◆ ASSIGNMENT ◆
What lines in the entries hold the string "init"? List them.

◆ DATASET EXTRACT ◆
★ ★ ★ ★

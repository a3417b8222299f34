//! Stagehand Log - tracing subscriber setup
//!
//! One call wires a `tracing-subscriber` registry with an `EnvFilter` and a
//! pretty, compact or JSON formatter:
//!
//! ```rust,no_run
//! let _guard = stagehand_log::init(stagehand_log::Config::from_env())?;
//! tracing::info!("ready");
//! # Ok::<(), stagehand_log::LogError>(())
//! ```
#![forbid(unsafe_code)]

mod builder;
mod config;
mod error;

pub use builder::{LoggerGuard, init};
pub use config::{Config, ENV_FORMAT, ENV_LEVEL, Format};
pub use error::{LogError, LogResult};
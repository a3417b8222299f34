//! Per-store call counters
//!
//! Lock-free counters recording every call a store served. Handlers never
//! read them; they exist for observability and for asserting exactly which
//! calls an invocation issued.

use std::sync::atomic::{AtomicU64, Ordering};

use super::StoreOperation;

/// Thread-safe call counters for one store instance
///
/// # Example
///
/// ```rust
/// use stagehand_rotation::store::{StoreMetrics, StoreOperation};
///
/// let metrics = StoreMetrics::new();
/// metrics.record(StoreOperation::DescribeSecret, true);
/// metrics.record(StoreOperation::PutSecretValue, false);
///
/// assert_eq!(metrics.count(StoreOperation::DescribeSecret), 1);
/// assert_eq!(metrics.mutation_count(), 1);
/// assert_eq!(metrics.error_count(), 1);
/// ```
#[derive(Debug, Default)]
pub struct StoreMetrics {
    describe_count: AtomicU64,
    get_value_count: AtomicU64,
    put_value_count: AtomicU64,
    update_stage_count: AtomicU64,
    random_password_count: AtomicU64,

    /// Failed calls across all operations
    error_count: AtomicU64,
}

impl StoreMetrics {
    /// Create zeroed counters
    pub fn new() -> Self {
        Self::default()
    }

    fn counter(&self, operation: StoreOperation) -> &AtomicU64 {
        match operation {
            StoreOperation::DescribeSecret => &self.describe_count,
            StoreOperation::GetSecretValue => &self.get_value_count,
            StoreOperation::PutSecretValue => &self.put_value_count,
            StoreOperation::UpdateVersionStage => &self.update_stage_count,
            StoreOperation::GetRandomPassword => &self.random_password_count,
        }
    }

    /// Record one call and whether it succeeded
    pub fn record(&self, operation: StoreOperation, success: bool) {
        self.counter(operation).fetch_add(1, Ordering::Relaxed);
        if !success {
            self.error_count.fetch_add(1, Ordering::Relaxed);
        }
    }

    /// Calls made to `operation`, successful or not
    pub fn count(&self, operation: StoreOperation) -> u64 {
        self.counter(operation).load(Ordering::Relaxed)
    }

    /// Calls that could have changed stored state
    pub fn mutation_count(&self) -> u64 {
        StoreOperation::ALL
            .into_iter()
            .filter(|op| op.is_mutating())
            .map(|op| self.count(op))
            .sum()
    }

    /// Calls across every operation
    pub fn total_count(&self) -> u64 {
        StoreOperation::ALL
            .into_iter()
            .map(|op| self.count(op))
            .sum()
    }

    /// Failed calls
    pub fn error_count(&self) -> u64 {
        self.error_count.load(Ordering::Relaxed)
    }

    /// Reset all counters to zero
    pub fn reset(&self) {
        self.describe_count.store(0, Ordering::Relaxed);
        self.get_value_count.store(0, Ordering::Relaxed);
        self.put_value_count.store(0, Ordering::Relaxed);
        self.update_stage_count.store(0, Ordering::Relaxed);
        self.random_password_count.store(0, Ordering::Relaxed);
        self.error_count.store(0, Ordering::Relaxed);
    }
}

★ ★ ★ ★

◆ YOUR RESPONSE ◆
//! let _guard = stagehand_log::init(stagehand_log::Config::from_env())?;
pub use builder::{LoggerGuard, init};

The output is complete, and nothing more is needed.